A University of Cincinnati (UC) cancer biology team reports breakthrough findings about specific cellular mechanisms that may help overcome endocrine (hormone) therapy-resistance in patients with estrogen-positive breast cancers, combating a widespread problem in effective medical management of the disease.
Xiaoting Zhang, PhD, and his colleagues have identified a specific estrogen receptor co-activator-known as MED1-as playing a central role in mediating tamoxifen resistance in human breast cancer. The team reports its findings in the Nov. 1, 2012, issue of Cancer Research, a scientific journal of the American Association for Cancer Research.

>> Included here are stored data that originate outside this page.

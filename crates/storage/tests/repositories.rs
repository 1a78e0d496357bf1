use storage::Database;
use storage::dto::event::CreateEventRequest;
use storage::error::StorageError;
use storage::models::{Discipline, Race};
use storage::repository::{CompetitorRepository, EventRepository, RaceRepository};
use storage::services::pairing::{DuelPair, Pairing};
use storage::services::points::PointsTable;
use storage::services::ranking::rank_races;
use storage::services::standings::{StandingsFilter, standings};
use storage::services::timing::SplitPhase;

async fn setup() -> Database {
    let db = Database::new("sqlite::memory:").await.unwrap();
    db.run_migrations().await.unwrap();
    db
}

async fn create_competitors(db: &Database, names: &[&str]) -> Vec<i64> {
    let repo = CompetitorRepository::new(db.pool());
    let mut ids = Vec::with_capacity(names.len());
    for name in names {
        ids.push(repo.create(name).await.unwrap().competitor_id);
    }
    ids
}

fn event_request(name: &str, level: i64, discipline: Discipline) -> CreateEventRequest {
    CreateEventRequest {
        name: name.to_string(),
        date: None,
        level,
        discipline,
        location: "Meribel".to_string(),
        competitor_ids: Vec::new(),
        pairing: None,
        team1: None,
        team2: None,
    }
}

async fn create_duel_event(db: &Database, first: i64, second: Option<i64>) -> i64 {
    let pairing = Pairing::Duels(vec![DuelPair { first, second }]);
    EventRepository::new(db.pool())
        .create_with_races(&event_request("sprint", 1, Discipline::Sprint), &pairing)
        .await
        .unwrap()
        .event_id
}

async fn run_sprint(races: &RaceRepository<'_>, race_id: i64, finish_ms: i64) {
    let course = [
        (SplitPhase::Start, 0),
        (SplitPhase::Lap1, finish_ms / 4),
        (SplitPhase::Shoot1, finish_ms / 4 + 5_000),
        (SplitPhase::Lap2, finish_ms * 2 / 3),
        (SplitPhase::Shoot2, finish_ms * 2 / 3 + 5_000),
        (SplitPhase::Finish, finish_ms),
    ];
    for (phase, ts) in course {
        races.record_split(race_id, phase, ts).await.unwrap();
    }
}

#[tokio::test]
async fn duel_creation_is_symmetric() {
    let db = setup().await;
    let ids = create_competitors(&db, &["Anna", "Boris"]).await;
    let event_id = create_duel_event(&db, ids[0], Some(ids[1])).await;

    let races = RaceRepository::new(db.pool())
        .list_by_event(event_id)
        .await
        .unwrap();
    assert_eq!(races.len(), 2);
    assert_eq!(races[0].opponent_id, Some(races[1].competitor_id));
    assert_eq!(races[1].opponent_id, Some(races[0].competitor_id));
}

#[tokio::test]
async fn starting_a_duelist_starts_the_opponent() {
    let db = setup().await;
    let ids = create_competitors(&db, &["Anna", "Boris"]).await;
    let event_id = create_duel_event(&db, ids[0], Some(ids[1])).await;

    let races = RaceRepository::new(db.pool());
    let pair = races.list_by_event(event_id).await.unwrap();

    races
        .record_split(pair[0].race_id, SplitPhase::Start, 10_000)
        .await
        .unwrap();

    let opponent = races.find_by_id(pair[1].race_id).await.unwrap();
    assert_eq!(opponent.splits.start_ms, Some(10_000));

    // A restart on the other side must not touch an already running clock.
    races
        .record_split(pair[1].race_id, SplitPhase::Start, 12_000)
        .await
        .unwrap();
    let first = races.find_by_id(pair[0].race_id).await.unwrap();
    assert_eq!(first.splits.start_ms, Some(10_000));
}

#[tokio::test]
async fn out_of_order_split_is_rejected_and_not_persisted() {
    let db = setup().await;
    let ids = create_competitors(&db, &["Anna"]).await;
    let event_id = create_duel_event(&db, ids[0], None).await;

    let races = RaceRepository::new(db.pool());
    let race_id = races.list_by_event(event_id).await.unwrap()[0].race_id;

    races
        .record_split(race_id, SplitPhase::Start, 10_000)
        .await
        .unwrap();
    let err = races.record_split(race_id, SplitPhase::Lap1, 5_000).await;
    assert!(matches!(err, Err(StorageError::InvalidInput(_))));

    let race = races.find_by_id(race_id).await.unwrap();
    assert_eq!(race.splits.lap1_ms, None);

    // Skipping ahead without the intermediate splits is rejected too.
    let err = races.record_split(race_id, SplitPhase::Finish, 90_000).await;
    assert!(matches!(err, Err(StorageError::InvalidInput(_))));

    // A correction overtaking a later recorded split never lands either.
    races
        .record_split(race_id, SplitPhase::Lap1, 20_000)
        .await
        .unwrap();
    races
        .record_split(race_id, SplitPhase::Shoot1, 30_000)
        .await
        .unwrap();
    let err = races.record_split(race_id, SplitPhase::Lap1, 40_000).await;
    assert!(matches!(err, Err(StorageError::InvalidInput(_))));
    let race = races.find_by_id(race_id).await.unwrap();
    assert_eq!(race.splits.lap1_ms, Some(20_000));
}

#[tokio::test]
async fn finishing_derives_the_total_time() {
    let db = setup().await;
    let ids = create_competitors(&db, &["Anna"]).await;
    let event_id = create_duel_event(&db, ids[0], None).await;

    let races = RaceRepository::new(db.pool());
    let race_id = races.list_by_event(event_id).await.unwrap()[0].race_id;

    run_sprint(&races, race_id, 61_000).await;

    let race = races.find_by_id(race_id).await.unwrap();
    assert_eq!(race.total_time_ms, Some(61_000));
    assert!(race.is_finished());
}

#[tokio::test]
async fn rerecording_a_bout_recomputes_the_penalty() {
    let db = setup().await;
    let ids = create_competitors(&db, &["Anna"]).await;
    let event_id = create_duel_event(&db, ids[0], None).await;

    let races = RaceRepository::new(db.pool());
    let race_id = races.list_by_event(event_id).await.unwrap()[0].race_id;

    let race = races.record_shooting(race_id, 1, 2).await.unwrap();
    assert_eq!(race.shooting1_errors, 3);
    assert_eq!(race.penalty_count, 3);

    let race = races.record_shooting(race_id, 2, 5).await.unwrap();
    assert_eq!(race.penalty_count, 3);

    // A correction replaces the bout instead of accumulating on top.
    let race = races.record_shooting(race_id, 1, 4).await.unwrap();
    assert_eq!(race.shooting1_errors, 1);
    assert_eq!(race.penalty_count, 1);

    // A sprint course has no third range.
    let err = races.record_shooting(race_id, 3, 5).await;
    assert!(matches!(err, Err(StorageError::InvalidInput(_))));
    let err = races.record_shooting(race_id, 1, 6).await;
    assert!(matches!(err, Err(StorageError::InvalidInput(_))));
}

#[tokio::test]
async fn reset_returns_a_race_to_its_created_form() {
    let db = setup().await;
    let ids = create_competitors(&db, &["Anna"]).await;
    let event_id = create_duel_event(&db, ids[0], None).await;

    let races = RaceRepository::new(db.pool());
    let race_id = races.list_by_event(event_id).await.unwrap()[0].race_id;

    run_sprint(&races, race_id, 61_000).await;
    races.record_shooting(race_id, 1, 2).await.unwrap();

    let race = races.reset(race_id).await.unwrap();
    assert_eq!(race.splits.start_ms, None);
    assert_eq!(race.total_time_ms, None);
    assert_eq!(race.shooting1_errors, 0);
    assert_eq!(race.penalty_count, 0);
    assert_eq!(race.rank, None);
}

#[tokio::test]
async fn adding_and_removing_a_duel_keeps_both_sides_in_step() {
    let db = setup().await;
    let ids = create_competitors(&db, &["Anna", "Boris", "Clea", "Dino"]).await;
    let event_id = create_duel_event(&db, ids[0], Some(ids[1])).await;

    let races = RaceRepository::new(db.pool());
    let added = races
        .add_duel(event_id, ids[2], Some(ids[3]))
        .await
        .unwrap();
    assert_eq!(added.len(), 2);
    assert_eq!(races.list_by_event(event_id).await.unwrap().len(), 4);

    races.remove_duel(added[0].race_id).await.unwrap();
    let remaining = races.list_by_event(event_id).await.unwrap();
    assert_eq!(remaining.len(), 2);
    assert!(
        remaining
            .iter()
            .all(|r| r.competitor_id != ids[2] && r.competitor_id != ids[3])
    );

    let err = races.add_duel(event_id, ids[2], Some(ids[2])).await;
    assert!(matches!(err, Err(StorageError::InvalidInput(_))));
}

#[tokio::test]
async fn duplicate_selections_never_reach_the_event() {
    let db = setup().await;
    let ids = create_competitors(&db, &["Anna", "Boris"]).await;
    let events = EventRepository::new(db.pool());

    let pairing = Pairing::MassStart(vec![ids[0], ids[0]]);
    let err = events
        .create_with_races(&event_request("pursuit", 1, Discipline::Pursuit), &pairing)
        .await;
    assert!(matches!(err, Err(StorageError::InvalidInput(_))));

    let pairing = Pairing::Duels(vec![DuelPair {
        first: ids[0],
        second: Some(ids[0]),
    }]);
    let err = events
        .create_with_races(&event_request("sprint", 1, Discipline::Sprint), &pairing)
        .await;
    assert!(matches!(err, Err(StorageError::InvalidInput(_))));

    let mut req = event_request("relay", 10, Discipline::Relay);
    req.team1 = Some(vec![ids[0], ids[1]]);
    req.team2 = Some(vec![ids[1]]);
    let err = events
        .create_with_races(&req, &Pairing::MassStart(Vec::new()))
        .await;
    assert!(matches!(err, Err(StorageError::InvalidInput(_))));

    // The rejected creations roll back whole: no event, no races.
    assert!(events.list("Meribel", None).await.unwrap().is_empty());
    assert!(
        RaceRepository::new(db.pool())
            .list_all()
            .await
            .unwrap()
            .is_empty()
    );
}

#[tokio::test]
async fn duel_attachment_respects_discipline_and_roster() {
    let db = setup().await;
    let ids = create_competitors(&db, &["Anna", "Boris", "Clea"]).await;

    let pairing = Pairing::MassStart(vec![ids[0]]);
    let pursuit = EventRepository::new(db.pool())
        .create_with_races(&event_request("pursuit", 1, Discipline::Pursuit), &pairing)
        .await
        .unwrap();

    let races = RaceRepository::new(db.pool());
    let err = races.add_duel(pursuit.event_id, ids[1], Some(ids[2])).await;
    assert!(matches!(err, Err(StorageError::InvalidInput(_))));

    // Solo entries are still fine for a mass start.
    races.add_duel(pursuit.event_id, ids[1], None).await.unwrap();

    // One race per competitor per event.
    let err = races.add_duel(pursuit.event_id, ids[0], None).await;
    assert!(matches!(err, Err(StorageError::InvalidInput(_))));

    let sprint_id = create_duel_event(&db, ids[0], Some(ids[1])).await;
    let err = races.add_duel(sprint_id, ids[2], Some(ids[1])).await;
    assert!(matches!(err, Err(StorageError::InvalidInput(_))));
    assert_eq!(races.list_by_event(sprint_id).await.unwrap().len(), 2);
}

#[tokio::test]
async fn relay_assertion_ranks_both_teams_atomically() {
    let db = setup().await;
    let ids = create_competitors(&db, &["Anna", "Boris", "Clea", "Dino"]).await;

    let mut req = event_request("relay", 10, Discipline::Relay);
    req.team1 = Some(vec![ids[0], ids[1]]);
    req.team2 = Some(vec![ids[2], ids[3]]);
    let pairing = Pairing::MassStart(Vec::new());
    let event = EventRepository::new(db.pool())
        .create_with_races(&req, &pairing)
        .await
        .unwrap();

    let races = RaceRepository::new(db.pool());
    races.assert_relay_winner(event.event_id, 2).await.unwrap();

    let all: Vec<Race> = races.list_by_event(event.event_id).await.unwrap();
    assert_eq!(all.len(), 4);
    for race in &all {
        let expected = if race.team_id == Some(2) { 1 } else { 2 };
        assert_eq!(race.rank, Some(expected));
        assert_eq!(race.total_time_ms, Some(1));
        assert!(race.splits.finish_ms.is_some());
    }

    // The engines read the asserted ranks straight off the records.
    let table = PointsTable::default();
    for entry in rank_races(Discipline::Relay, &all) {
        let expected = if entry.rank == 1 { 10 } else { 4 };
        assert_eq!(table.points(event.level, entry.rank), expected);
    }
}

#[tokio::test]
async fn relay_assertion_is_rejected_elsewhere() {
    let db = setup().await;
    let ids = create_competitors(&db, &["Anna"]).await;
    let event_id = create_duel_event(&db, ids[0], None).await;

    let races = RaceRepository::new(db.pool());
    let err = races.assert_relay_winner(event_id, 1).await;
    assert!(matches!(err, Err(StorageError::InvalidInput(_))));
    let err = races.assert_relay_winner(event_id, 3).await;
    assert!(matches!(err, Err(StorageError::InvalidInput(_))));
}

#[tokio::test]
async fn deleting_an_event_removes_its_races() {
    let db = setup().await;
    let ids = create_competitors(&db, &["Anna", "Boris"]).await;
    let event_id = create_duel_event(&db, ids[0], Some(ids[1])).await;

    EventRepository::new(db.pool()).delete(event_id).await.unwrap();

    let races = RaceRepository::new(db.pool());
    assert!(races.list_by_event(event_id).await.unwrap().is_empty());
    assert!(races.list_all().await.unwrap().is_empty());

    let err = EventRepository::new(db.pool()).delete(event_id).await;
    assert!(matches!(err, Err(StorageError::NotFound)));
}

#[tokio::test]
async fn competitor_with_races_cannot_be_deleted() {
    let db = setup().await;
    let ids = create_competitors(&db, &["Anna", "Boris"]).await;
    create_duel_event(&db, ids[0], None).await;

    let competitors = CompetitorRepository::new(db.pool());
    let err = competitors.delete(ids[0]).await;
    assert!(matches!(err, Err(StorageError::ConstraintViolation(_))));

    competitors.delete(ids[1]).await.unwrap();
    let err = competitors.find_by_id(ids[1]).await;
    assert!(matches!(err, Err(StorageError::NotFound)));
}

#[tokio::test]
async fn summary_cache_refreshes_from_the_aggregator() {
    let db = setup().await;
    let ids = create_competitors(&db, &["Anna", "Boris"]).await;
    let event_id = create_duel_event(&db, ids[0], Some(ids[1])).await;

    let races = RaceRepository::new(db.pool());
    let pair = races.list_by_event(event_id).await.unwrap();
    for (race, finish) in pair.iter().zip([61_000, 65_000]) {
        run_sprint(&races, race.race_id, finish).await;
    }

    let events = EventRepository::new(db.pool());
    let competitors = CompetitorRepository::new(db.pool());
    let filter = StandingsFilter {
        location: "Meribel".to_string(),
        year: None,
        discipline: None,
        include_full_roster: false,
    };
    let rows = standings(
        &competitors.list().await.unwrap(),
        &events.list("Meribel", None).await.unwrap(),
        &races.list_all().await.unwrap(),
        &filter,
        &PointsTable::default(),
    );

    let winner = rows.iter().find(|r| r.competitor_id == ids[0]).unwrap();
    competitors.refresh_summary(ids[0], winner).await.unwrap();

    let cached = competitors.find_by_id(ids[0]).await.unwrap();
    assert_eq!(cached.total_races, 1);
    assert_eq!(cached.podiums, 1);
    assert_eq!(cached.best_rank, Some(1));
    assert_eq!(cached.best_time_ms, Some(61_000));
}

According to the National Cancer Institute, nearly 227,000 women are diagnosed with breast cancer annually in the United States. About 75 percent have estrogen-positive tumors and require adjuvant hormone therapy such as tamoxifen, a drug that works by interfering with estrogen's ability to stimulate breast cancer cell growth.
Despite advances in hormone therapy drugs, cancer surveillance research has shown that 50 percent of patients will develop resistance to the drug and experience a cancer relapse.
The hormones estrogen and progesterone can stimulate the growth of some breast cancers. Hormone therapy is used to stop or slow the growth of these tumors. Hormone-sensitive (i.e., positive) breast cancer cells contain specific proteins known as hormone receptors that become activated once hormones bind to them, leading to cancer growth.
Based on new findings, UC Cancer Institute scientists believe that tamoxifen resistance may be driven by a novel molecular "crosstalk" point between the estrogen and HER2 (human epidermal growth factor receptor 2) signaling pathways.
Testing in both pre-clinical models and human breast cancer tissue samples showed that MED1 co-amplifies and co-expresses with HER2, a gene that has an increased presence in 20-30 percent of invasive human breast cancer and plays a major role in tamoxifen resistance.